* **Exercise brief**
Search the data for the string "from" and copy each line in which it appears.

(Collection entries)
* * * *

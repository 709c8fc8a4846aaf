//! # AMU Database Crate
//!
//! This crate is the application's interface to PostgreSQL: herds, treatment
//! entries and the medication catalog.
//!
//! ## Architectural Principles
//!
//! - **Layer 2 Adapter:** All SQL lives here. The rest of the workspace sees
//!   `DbRepository` methods returning `core-types` structs.
//! - **Asynchronous & Pooled:** All operations are asynchronous over a shared
//!   `PgPool`.
//!
//! ## Public API
//!
//! - `connect` / `run_migrations`: pool creation and schema set-up.
//! - `DbRepository`: CRUD for entries and medications, herd lookup, demo seeding.
//! - `DbError`: The specific error types that can be returned from this crate.

pub mod connection;
pub mod error;
pub mod repository;
pub mod seed;

// Re-export the key components to create a clean, public-facing API.
pub use connection::{connect, run_migrations};
pub use error::DbError;
pub use repository::DbRepository;
//! # AMU Analytics Engine
//!
//! This crate turns recorded treatments into antimicrobial-stewardship
//! indicators: mg/PCU, DDDvet, DCDvet and the HP-CIA share, plus the
//! per-ingredient and per-class breakdowns the dashboard charts.
//!
//! ## Architectural Principles
//!
//! - **Layer 1 Logic:** This is a pure logic crate. It has no knowledge of the
//!   database or HTTP; callers load the herd and entries and hand them over.
//! - **Stateless Calculation:** `MetricsEngine` holds only its reference
//!   constants. The same inputs always produce the same report, so the preview
//!   path and the stored-data path share one implementation.
//! - **No failure modes:** zero denominators degrade to `0` instead of erroring.
//!
//! ## Public API
//!
//! - `MetricsEngine`: herd metrics, breakdowns, metric-selection variant, trends.
//! - `group_by_active_ingredient` / `group_by_class`: raw-mg groupings.
//! - `AmuMetrics`, `HerdOverview` and the breakdown row types.

pub mod breakdown;
pub mod engine;
pub mod report;
pub mod trends;

pub use breakdown::{
    CHART_TOP_ACTIVES, DASHBOARD_TOP_ACTIVES, UNCLASSIFIED, group_by_active_ingredient,
    group_by_class,
};
pub use engine::MetricsEngine;
pub use report::{
    ActiveIngredientShare, ActiveMetricShare, AmuMetrics, ClassBreakdown, ClassMetricShare,
    HerdOverview, MetricBreakdown, TrendPoint,
};
use crate::error::ConfigError;
use crate::settings::Config;
use std::path::{Path, PathBuf};

// Declare the modules that make up this crate.
pub mod error;
pub mod logging;
pub mod settings;

// Re-export the core types to provide a clean public API.
pub use logging::init_tracing;
pub use settings::{HerdConfig, LoggingConfig, MetricsConfig, ServerConfig};

/// The default configuration file, looked up in the working directory.
pub const DEFAULT_CONFIG_FILE: &str = "config.toml";

/// Command-line selection of the configuration file.
#[cfg(feature = "clap")]
#[derive(Debug, Clone, clap::Args)]
pub struct ConfigArgs {
    /// Path to the TOML configuration file.
    #[arg(long, global = true, default_value = DEFAULT_CONFIG_FILE, env = "AMU_CONFIG")]
    pub config: PathBuf,
}

/// Loads the application configuration.
///
/// Sources, lowest precedence first: built-in defaults, the TOML file at `path`
/// (optional; a missing file is not an error), then `AMU_*` environment
/// variables using `__` as the section separator, e.g.
/// `AMU_METRICS__STANDARD_WEIGHT_KG=500`.
pub fn load_config(path: &Path) -> Result<Config, ConfigError> {
    let builder = config::Config::builder()
        .add_source(config::File::from(path.to_path_buf()).required(false))
        .add_source(
            config::Environment::with_prefix("AMU")
                .prefix_separator("_")
                .separator("__")
                .try_parsing(true),
        )
        .build()?;

    // Attempt to deserialize the entire configuration into our `Config` struct
    let config = builder.try_deserialize::<Config>()?;
    config.validate()?;

    Ok(config)
}

/// Loads `config.toml` from the working directory.
pub fn load_default_config() -> Result<Config, ConfigError> {
    load_config(&PathBuf::from(DEFAULT_CONFIG_FILE))
}

#[cfg(test)]
mod tests {
    use super::*;
    use rust_decimal_macros::dec;
    use std::io::Write;

    #[test]
    fn defaults_match_reference_constants() {
        let config = Config::default();
        assert_eq!(config.metrics.standard_weight_kg, dec!(425));
        assert_eq!(config.metrics.ddd_factor, dec!(0.1));
        assert_eq!(config.metrics.dcd_factor, dec!(0.15));
        assert_eq!(config.metrics.trend_months, 12);
        assert_eq!(config.herd.active_herd_id, 1);
        assert_eq!(
            config.server.socket_addr().unwrap(),
            "0.0.0.0:3000".parse::<std::net::SocketAddr>().unwrap()
        );
        assert!(config.validate().is_ok());
    }

    #[test]
    fn missing_file_falls_back_to_defaults() {
        let dir = tempfile::tempdir().unwrap();
        let config = load_config(&dir.path().join("absent.toml")).unwrap();
        assert_eq!(config.metrics, MetricsConfig::default());
    }

    #[test]
    fn file_overrides_selected_values() {
        let dir = tempfile::tempdir().unwrap();
        let path = dir.path().join("config.toml");
        let mut file = std::fs::File::create(&path).unwrap();
        writeln!(
            file,
            "[metrics]\nstandard_weight_kg = 600\n\n[herd]\nactive_herd_id = 7\n\n[server]\nport = 8080"
        )
        .unwrap();

        let config = load_config(&path).unwrap();
        assert_eq!(config.metrics.standard_weight_kg, dec!(600));
        assert_eq!(config.metrics.ddd_factor, dec!(0.1));
        assert_eq!(config.herd.active_herd_id, 7);
        assert_eq!(config.server.port, 8080);
        assert_eq!(config.server.host, "0.0.0.0");
    }

    #[test]
    fn rejects_non_positive_weight() {
        let mut config = Config::default();
        config.metrics.standard_weight_kg = dec!(0);
        assert!(matches!(
            config.validate(),
            Err(ConfigError::ValidationError(_))
        ));
    }
}
//! 块定义与块插入命令。

use plancad_core::document::ObjectId;
use plancad_core::geometry::{Point2, Vector2};

use super::input::parse_point;
use super::{Edit, Tool, ToolContext, ToolRegistry, ToolStep};

pub(crate) fn register(registry: &mut ToolRegistry) {
    registry.register("block", &["b"], |_| Ok(Box::new(BlockTool::default())));
    registry.register("insert", &["i"], |_| Ok(Box::new(InsertTool::default())));
}

fn check_member(ctx: &ToolContext<'_>, id: ObjectId) -> Result<(), String> {
    match ctx.document.find(id) {
        Some(object) if object.entity.is_primitive() => Ok(()),
        Some(object) => Err(format!(
            "对象 #{} ({}) 不能放入块",
            id.get(),
            object.entity.record_tag()
        )),
        None => Err(format!("找不到对象 #{}", id.get())),
    }
}

/// 名称 → 基点 → 成员（未预选时逐个选择，回车结束）。
#[derive(Debug, Default)]
pub struct BlockTool {
    name: Option<String>,
    base_point: Option<Point2>,
    members: Vec<ObjectId>,
}

impl BlockTool {
    fn add_member(&mut self, ctx: &ToolContext<'_>, id: ObjectId) -> ToolStep {
        if self.members.contains(&id) {
            return ToolStep::Reject(format!("对象 #{} 已选择", id.get()));
        }
        if let Err(message) = check_member(ctx, id) {
            return ToolStep::Reject(message);
        }
        self.members.push(id);
        ToolStep::Continue
    }

    fn set_base(&mut self, point: Point2) -> ToolStep {
        self.base_point = Some(point);
        if self.members.is_empty() {
            ToolStep::Continue
        } else {
            self.commit()
        }
    }

    fn commit(&self) -> ToolStep {
        let (Some(name), Some(base_point)) = (self.name.clone(), self.base_point) else {
            return ToolStep::Reject("块名或基点未指定".to_string());
        };
        ToolStep::Commit(Edit::DefineBlock {
            name,
            base_point,
            ids: self.members.clone(),
        })
    }
}

impl Tool for BlockTool {
    fn name(&self) -> &'static str {
        "block"
    }

    fn start(&mut self, ctx: &ToolContext<'_>, preselected: &[ObjectId]) -> ToolStep {
        for &id in preselected {
            if let ToolStep::Reject(message) = self.add_member(ctx, id) {
                return ToolStep::Abort(message);
            }
        }
        ToolStep::Continue
    }

    fn on_pointer(&mut self, ctx: &ToolContext<'_>, point: Point2) -> ToolStep {
        if self.name.is_none() {
            return ToolStep::Reject("请先输入块名".to_string());
        }
        if self.base_point.is_none() {
            return self.set_base(point);
        }
        match ctx.pick(point) {
            Some(id) => self.add_member(ctx, id),
            None => ToolStep::Reject("未选中对象".to_string()),
        }
    }

    fn on_text(&mut self, ctx: &ToolContext<'_>, text: &str) -> ToolStep {
        if self.name.is_none() {
            if ctx.document.block(text).is_some() {
                return ToolStep::Reject(format!("块 `{text}` 已存在"));
            }
            self.name = Some(text.to_string());
            return ToolStep::Continue;
        }
        if self.base_point.is_none() {
            return match parse_point(text, None) {
                Some(point) => self.set_base(point),
                None => ToolStep::Reject(format!("无法识别的坐标 `{text}`")),
            };
        }
        match ctx.resolve_id(text) {
            Some(id) => self.add_member(ctx, id),
            None => ToolStep::Reject(format!("找不到对象 `{text}`")),
        }
    }

    fn on_enter(&mut self, _ctx: &ToolContext<'_>) -> ToolStep {
        if self.base_point.is_some() && !self.members.is_empty() {
            self.commit()
        } else {
            ToolStep::Reject("块需要名称、基点和至少一个对象".to_string())
        }
    }

    fn prompt(&self) -> String {
        if self.name.is_none() {
            "输入块名:".to_string()
        } else if self.base_point.is_none() {
            "指定基点:".to_string()
        } else {
            format!("选择块成员（已选 {}，回车结束）:", self.members.len())
        }
    }
}

/// 块名 → 插入点，按单位比例和零旋转插入。
#[derive(Debug, Default)]
pub struct InsertTool {
    name: Option<String>,
}

impl InsertTool {
    fn commit(&self, insert: Point2) -> ToolStep {
        match &self.name {
            Some(name) => ToolStep::Commit(Edit::InsertBlock {
                name: name.clone(),
                insert,
                scale: Vector2::new(1.0, 1.0),
                rotation: 0.0,
            }),
            None => ToolStep::Reject("请先输入块名".to_string()),
        }
    }
}

impl Tool for InsertTool {
    fn name(&self) -> &'static str {
        "insert"
    }

    fn start(&mut self, ctx: &ToolContext<'_>, _preselected: &[ObjectId]) -> ToolStep {
        if ctx.document.blocks().next().is_none() {
            return ToolStep::Abort("文档中没有块定义".to_string());
        }
        ToolStep::Continue
    }

    fn on_pointer(&mut self, _ctx: &ToolContext<'_>, point: Point2) -> ToolStep {
        self.commit(point)
    }

    fn on_text(&mut self, ctx: &ToolContext<'_>, text: &str) -> ToolStep {
        if self.name.is_none() {
            if ctx.document.block(text).is_none() {
                return ToolStep::Reject(format!("未定义的块 `{text}`"));
            }
            self.name = Some(text.to_string());
            return ToolStep::Continue;
        }
        match parse_point(text, None) {
            Some(point) => self.commit(point),
            None => ToolStep::Reject(format!("无法识别的坐标 `{text}`")),
        }
    }

    fn prompt(&self) -> String {
        match &self.name {
            None => "输入块名:".to_string(),
            Some(_) => "指定插入点:".to_string(),
        }
    }
}

#[cfg(test)]
mod tests {
    use plancad_core::entity::Entity;

    use super::*;
    use crate::scene::Scene;
    use crate::tool::{ToolError, ToolManager, ToolState};

    fn input(manager: &mut ToolManager, scene: &mut Scene, lines: &[&str]) {
        for line in lines {
            manager.handle_text_input(scene, line).expect("input");
        }
    }

    #[test]
    fn define_then_insert_block() {
        let mut scene = Scene::new();
        let a = scene
            .document_mut()
            .add_wall(Point2::new(40.0, 50.0), Point2::new(80.0, 50.0), 4.0);
        let b = scene
            .document_mut()
            .add_wall(Point2::new(50.0, 40.0), Point2::new(50.0, 90.0), 4.0);
        let c = scene.document_mut().add_circle(Point2::new(65.0, 70.0), 6.0);
        let mut original = scene.document().bounding_box(a).expect("bounds");
        for id in [b, c] {
            original.include_bounds(&scene.document().bounding_box(id).expect("bounds"));
        }

        let mut manager = ToolManager::new();
        manager.start_by_name(&mut scene, "block", &[a, b, c]).unwrap();
        input(&mut manager, &mut scene, &["corner", "50,50"]);
        assert_eq!(manager.state(), ToolState::Idle);
        assert_eq!(
            scene.document().block("corner").map(|d| d.objects.len()),
            Some(3)
        );

        manager.start_by_name(&mut scene, "insert", &[]).unwrap();
        input(&mut manager, &mut scene, &["missing", "corner"]);
        manager
            .handle_pointer(&mut scene, Point2::new(200.0, 200.0))
            .unwrap();
        let reference = scene.selected_ids()[0];
        assert!(matches!(
            scene.document().find(reference).map(|o| &o.entity),
            Some(Entity::BlockReference(r)) if r.rotation == 0.0
        ));
        assert_eq!(
            scene.document().center(reference),
            Some(Point2::new(200.0, 200.0))
        );
        let placed = scene.document().bounding_box(reference).expect("bounds");
        let expected = original.translated(Vector2::new(150.0, 150.0));
        assert!(placed.min().approx_eq(expected.min(), 1e-9));
        assert!(placed.max().approx_eq(expected.max(), 1e-9));
        assert_eq!(
            scene.history().labels().collect::<Vec<_>>(),
            vec!["block", "insert"]
        );
    }

    #[test]
    fn block_members_can_be_picked_after_base_point() {
        let mut scene = Scene::new();
        scene.document_mut().add_circle(Point2::new(0.0, 0.0), 5.0);
        let mut manager = ToolManager::new();
        manager.start_by_name(&mut scene, "block", &[]).unwrap();
        input(&mut manager, &mut scene, &["column", "0,0"]);
        manager
            .handle_pointer(&mut scene, Point2::new(5.0, 0.0))
            .unwrap();
        input(&mut manager, &mut scene, &[""]);
        assert!(scene.document().block("column").is_some());
    }

    #[test]
    fn duplicate_block_name_is_rejected() {
        let mut scene = Scene::new();
        let circle = scene.document_mut().add_circle(Point2::new(0.0, 0.0), 5.0);
        scene
            .document_mut()
            .define_block("column", Point2::origin(), &[circle])
            .unwrap();
        let mut manager = ToolManager::new();
        manager.start_by_name(&mut scene, "block", &[circle]).unwrap();
        input(&mut manager, &mut scene, &["column"]);
        assert!(manager.is_active());
        assert_eq!(manager.prompt().current(), Some("输入块名:"));
    }

    #[test]
    fn insert_without_blocks_aborts() {
        let mut scene = Scene::new();
        let mut manager = ToolManager::new();
        let err = manager
            .start_by_name(&mut scene, "insert", &[])
            .expect_err("no blocks");
        assert!(matches!(err, ToolError::Precondition(_)));
    }

    #[test]
    fn derived_members_abort_block_command() {
        let mut scene = Scene::new();
        let circle = scene.document_mut().add_circle(Point2::new(0.0, 0.0), 5.0);
        let solid = scene
            .document_mut()
            .add_entity(Entity::Extrude(plancad_core::derived::Extrude {
                source: circle,
                height: 2.0,
                bevel: Default::default(),
            }));
        let mut manager = ToolManager::new();
        assert!(manager.start_by_name(&mut scene, "block", &[solid]).is_err());
        assert!(!manager.is_active());
    }
}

* * * *

* **The answer**
//! - `DbError`: The specific error types that can be returned from this crate.
        .add_source(config::File::from(path.to_path_buf()).required(false))
/// Loads `config.toml` from the working directory.
    load_config(&PathBuf::from(DEFAULT_CONFIG_FILE))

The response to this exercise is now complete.